→ Supplied records

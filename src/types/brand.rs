//! Brand descriptor types.
//!
//! A [`BrandDescriptor`] is the structured summary of a website's visual identity:
//! colors, typography, spacing and button styles. Descriptors are built from
//! untrusted provider output (or caller-supplied JSON), so every construction path
//! goes through [`BrandDescriptor::validate`].

use serde::{Deserialize, Serialize};
use std::collections::BTreeMap;

use crate::error::{MirageError, Result};

pub const DEFAULT_FONT: &str = "sans-serif";
pub const DEFAULT_WEIGHTS: [u16; 3] = [400, 600, 700];
pub const DEFAULT_GRID: &str = "8px";
pub const DEFAULT_BUTTON_RADIUS: &str = "4px";
pub const DEFAULT_BUTTON_PADDING: &str = "12px 24px";

/// Complete brand identity extracted from a website.
#[derive(Debug, Clone, PartialEq, Serialize, Deserialize)]
#[serde(rename_all = "camelCase")]
pub struct BrandDescriptor {
    /// Page the brand was extracted from
    #[serde(alias = "url", alias = "source_url")]
    pub source_url: String,
    pub colors: BrandColors,
    pub typography: BrandTypography,
    #[serde(default)]
    pub spacing: BrandSpacing,
    #[serde(default)]
    pub buttons: BrandButtons,
    #[serde(default, alias = "logo_url", skip_serializing_if = "Option::is_none")]
    pub logo_url: Option<String>,
    #[serde(default, alias = "favicon_url", skip_serializing_if = "Option::is_none")]
    pub favicon_url: Option<String>,
    /// Screenshot URLs or data, present only when requested
    #[serde(default, skip_serializing_if = "Vec::is_empty")]
    pub screenshots: Vec<String>,
}

#[derive(Debug, Clone, PartialEq, Serialize, Deserialize)]
#[serde(rename_all = "camelCase")]
pub struct BrandColors {
    pub primary: String,
    #[serde(default, skip_serializing_if = "Option::is_none")]
    pub secondary: Option<String>,
    #[serde(default, skip_serializing_if = "Option::is_none")]
    pub accent: Option<String>,
    #[serde(default, skip_serializing_if = "Option::is_none")]
    pub background: Option<String>,
    #[serde(default, skip_serializing_if = "Option::is_none")]
    pub text: Option<String>,
    #[serde(default)]
    pub palette: Vec<String>,
}

#[derive(Debug, Clone, PartialEq, Serialize, Deserialize)]
#[serde(rename_all = "camelCase")]
pub struct BrandTypography {
    pub headings: String,
    pub body: String,
    #[serde(default = "default_weights")]
    pub weights: Vec<u16>,
    #[serde(default = "default_base_size", alias = "base_size")]
    pub base_size: Option<String>,
    #[serde(default = "default_line_height", alias = "line_height")]
    pub line_height: Option<String>,
}

#[derive(Debug, Clone, PartialEq, Serialize, Deserialize)]
#[serde(rename_all = "camelCase")]
pub struct BrandSpacing {
    #[serde(default = "default_grid")]
    pub grid: String,
    #[serde(default)]
    pub margins: BTreeMap<String, String>,
    #[serde(default)]
    pub padding: BTreeMap<String, String>,
    #[serde(default, skip_serializing_if = "Option::is_none")]
    pub gap: Option<String>,
}

impl Default for BrandSpacing {
    fn default() -> Self {
        Self {
            grid: default_grid(),
            margins: BTreeMap::new(),
            padding: BTreeMap::new(),
            gap: None,
        }
    }
}

#[derive(Debug, Clone, Default, PartialEq, Serialize, Deserialize)]
#[serde(rename_all = "camelCase")]
pub struct BrandButtons {
    #[serde(default, skip_serializing_if = "Option::is_none")]
    pub primary: Option<ButtonStyle>,
    #[serde(default, skip_serializing_if = "Option::is_none")]
    pub secondary: Option<ButtonStyle>,
    #[serde(default, skip_serializing_if = "Option::is_none")]
    pub outline: Option<ButtonStyle>,
}

#[derive(Debug, Clone, PartialEq, Serialize, Deserialize)]
#[serde(rename_all = "camelCase")]
pub struct ButtonStyle {
    pub bg: String,
    pub text: String,
    #[serde(default = "default_button_radius", alias = "border_radius")]
    pub border_radius: String,
    #[serde(default = "default_button_padding")]
    pub padding: String,
    #[serde(default, skip_serializing_if = "Option::is_none")]
    pub border: Option<String>,
    #[serde(default, alias = "hover_bg", skip_serializing_if = "Option::is_none")]
    pub hover_bg: Option<String>,
}

fn default_weights() -> Vec<u16> {
    DEFAULT_WEIGHTS.to_vec()
}

fn default_base_size() -> Option<String> {
    Some("16px".to_string())
}

fn default_line_height() -> Option<String> {
    Some("1.5".to_string())
}

fn default_grid() -> String {
    DEFAULT_GRID.to_string()
}

fn default_button_radius() -> String {
    DEFAULT_BUTTON_RADIUS.to_string()
}

fn default_button_padding() -> String {
    DEFAULT_BUTTON_PADDING.to_string()
}

impl BrandTypography {
    pub fn new(headings: impl Into<String>, body: impl Into<String>) -> Self {
        Self {
            headings: headings.into(),
            body: body.into(),
            weights: default_weights(),
            base_size: default_base_size(),
            line_height: default_line_height(),
        }
    }
}

impl BrandColors {
    pub fn new(primary: impl Into<String>) -> Self {
        Self {
            primary: primary.into(),
            secondary: None,
            accent: None,
            background: None,
            text: None,
            palette: Vec::new(),
        }
    }
}

impl BrandDescriptor {
    /// Parse a descriptor from caller-supplied JSON and validate it.
    pub fn from_value(value: serde_json::Value) -> Result<Self> {
        let descriptor: BrandDescriptor = serde_json::from_value(value)
            .map_err(|e| MirageError::validation(format!("brand_data is malformed: {e}")))?;
        descriptor.validate()?;
        Ok(descriptor)
    }

    pub fn validate(&self) -> Result<()> {
        if self.source_url.trim().is_empty() {
            return Err(MirageError::validation("brand sourceUrl must not be empty"));
        }
        if self.colors.primary.trim().is_empty() {
            return Err(MirageError::validation(
                "brand colors.primary must not be empty",
            ));
        }
        if let Some(idx) = self.colors.palette.iter().position(|c| c.trim().is_empty()) {
            return Err(MirageError::validation(format!(
                "brand colors.palette[{idx}] is empty"
            )));
        }
        if self.typography.headings.trim().is_empty() {
            return Err(MirageError::validation(
                "brand typography.headings must not be empty",
            ));
        }
        if self.typography.body.trim().is_empty() {
            return Err(MirageError::validation(
                "brand typography.body must not be empty",
            ));
        }
        if let Some(weight) = self
            .typography
            .weights
            .iter()
            .find(|w| **w == 0 || **w > 1000)
        {
            return Err(MirageError::validation(format!(
                "font weight {weight} is outside 1..=1000"
            )));
        }
        Ok(())
    }
}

→ The task
In full, transcribe each entry of the material exactly.

→ Completed exercise
filename src/types/brand.rs
//! Brand descriptor types.
//!
//! A [`BrandDescriptor`] is the structured summary of a website's visual identity:
//! colors, typography, spacing and button styles. Descriptors are built from
//! untrusted provider output (or caller-supplied JSON), so every construction path
//! goes through [`BrandDescriptor::validate`].

use serde::{Deserialize, Serialize};
use std::collections::BTreeMap;

use crate::error::{MirageError, Result};

pub const DEFAULT_FONT: &str = "sans-serif";
pub const DEFAULT_WEIGHTS: [u16; 3] = [400, 600, 700];
pub const DEFAULT_GRID: &str = "8px";
pub const DEFAULT_BUTTON_RADIUS: &str = "4px";
pub const DEFAULT_BUTTON_PADDING: &str = "12px 24px";

/// Complete brand identity extracted from a website.
#[derive(Debug, Clone, PartialEq, Serialize, Deserialize)]
#[serde(rename_all = "camelCase")]
pub struct BrandDescriptor {
    /// Page the brand was extracted from
    #[serde(alias = "url", alias = "source_url")]
    pub source_url: String,
    pub colors: BrandColors,
    pub typography: BrandTypography,
    #[serde(default)]
    pub spacing: BrandSpacing,
    #[serde(default)]
    pub buttons: BrandButtons,
    #[serde(default, alias = "logo_url", skip_serializing_if = "Option::is_none")]
    pub logo_url: Option<String>,
    #[serde(default, alias = "favicon_url", skip_serializing_if = "Option::is_none")]
    pub favicon_url: Option<String>,
    /// Screenshot URLs or data, present only when requested
    #[serde(default, skip_serializing_if = "Vec::is_empty")]
    pub screenshots: Vec<String>,
}

#[derive(Debug, Clone, PartialEq, Serialize, Deserialize)]
#[serde(rename_all = "camelCase")]
pub struct BrandColors {
    pub primary: String,
    #[serde(default, skip_serializing_if = "Option::is_none")]
    pub secondary: Option<String>,
    #[serde(default, skip_serializing_if = "Option::is_none")]
    pub accent: Option<String>,
    #[serde(default, skip_serializing_if = "Option::is_none")]
    pub background: Option<String>,
    #[serde(default, skip_serializing_if = "Option::is_none")]
    pub text: Option<String>,
    #[serde(default)]
    pub palette: Vec<String>,
}

#[derive(Debug, Clone, PartialEq, Serialize, Deserialize)]
#[serde(rename_all = "camelCase")]
pub struct BrandTypography {
    pub headings: String,
    pub body: String,
    #[serde(default = "default_weights")]
    pub weights: Vec<u16>,
    #[serde(default = "default_base_size", alias = "base_size")]
    pub base_size: Option<String>,
    #[serde(default = "default_line_height", alias = "line_height")]
    pub line_height: Option<String>,
}

#[derive(Debug, Clone, PartialEq, Serialize, Deserialize)]
#[serde(rename_all = "camelCase")]
pub struct BrandSpacing {
    #[serde(default = "default_grid")]
    pub grid: String,
    #[serde(default)]
    pub margins: BTreeMap<String, String>,
    #[serde(default)]
    pub padding: BTreeMap<String, String>,
    #[serde(default, skip_serializing_if = "Option::is_none")]
    pub gap: Option<String>,
}

impl Default for BrandSpacing {
    fn default() -> Self {
        Self {
            grid: default_grid(),
            margins: BTreeMap::new(),
            padding: BTreeMap::new(),
            gap: None,
        }
    }
}

#[derive(Debug, Clone, Default, PartialEq, Serialize, Deserialize)]
#[serde(rename_all = "camelCase")]
pub struct BrandButtons {
    #[serde(default, skip_serializing_if = "Option::is_none")]
    pub primary: Option<ButtonStyle>,
    #[serde(default, skip_serializing_if = "Option::is_none")]
    pub secondary: Option<ButtonStyle>,
    #[serde(default, skip_serializing_if = "Option::is_none")]
    pub outline: Option<ButtonStyle>,
}

#[derive(Debug, Clone, PartialEq, Serialize, Deserialize)]
#[serde(rename_all = "camelCase")]
pub struct ButtonStyle {
    pub bg: String,
    pub text: String,
    #[serde(default = "default_button_radius", alias = "border_radius")]
    pub border_radius: String,
    #[serde(default = "default_button_padding")]
    pub padding: String,
    #[serde(default, skip_serializing_if = "Option::is_none")]
    pub border: Option<String>,
    #[serde(default, alias = "hover_bg", skip_serializing_if = "Option::is_none")]
    pub hover_bg: Option<String>,
}

fn default_weights() -> Vec<u16> {
    DEFAULT_WEIGHTS.to_vec()
}

fn default_base_size() -> Option<String> {
    Some("16px".to_string())
}

fn default_line_height() -> Option<String> {
    Some("1.5".to_string())
}

fn default_grid() -> String {
    DEFAULT_GRID.to_string()
}

fn default_button_radius() -> String {
    DEFAULT_BUTTON_RADIUS.to_string()
}

fn default_button_padding() -> String {
    DEFAULT_BUTTON_PADDING.to_string()
}

impl BrandTypography {
    pub fn new(headings: impl Into<String>, body: impl Into<String>) -> Self {
        Self {
            headings: headings.into(),
            body: body.into(),
            weights: default_weights(),
            base_size: default_base_size(),
            line_height: default_line_height(),
        }
    }
}

impl BrandColors {
    pub fn new(primary: impl Into<String>) -> Self {
        Self {
            primary: primary.into(),
            secondary: None,
            accent: None,
            background: None,
            text: None,
            palette: Vec::new(),
        }
    }
}

impl BrandDescriptor {
    /// Parse a descriptor from caller-supplied JSON and validate it.
    pub fn from_value(value: serde_json::Value) -> Result<Self> {
        let descriptor: BrandDescriptor = serde_json::from_value(value)
            .map_err(|e| MirageError::validation(format!("brand_data is malformed: {e}")))?;
        descriptor.validate()?;
        Ok(descriptor)
    }

    pub fn validate(&self) -> Result<()> {
        if self.source_url.trim().is_empty() {
            return Err(MirageError::validation("brand sourceUrl must not be empty"));
        }
        if self.colors.primary.trim().is_empty() {
            return Err(MirageError::validation(
                "brand colors.primary must not be empty",
            ));
        }
        if let Some(idx) = self.colors.palette.iter().position(|c| c.trim().is_empty()) {
            return Err(MirageError::validation(format!(
                "brand colors.palette[{idx}] is empty"
            )));
        }
        if self.typography.headings.trim().is_empty() {
            return Err(MirageError::validation(
                "brand typography.headings must not be empty",
            ));
        }
        if self.typography.body.trim().is_empty() {
            return Err(MirageError::validation(
                "brand typography.body must not be empty",
            ));
        }
        if let Some(weight) = self
            .typography
            .weights
            .iter()
            .find(|w| **w == 0 || **w > 1000)
        {
            return Err(MirageError::validation(format!(
                "font weight {weight} is outside 1..=1000"
            )));
        }
        Ok(())
    }
}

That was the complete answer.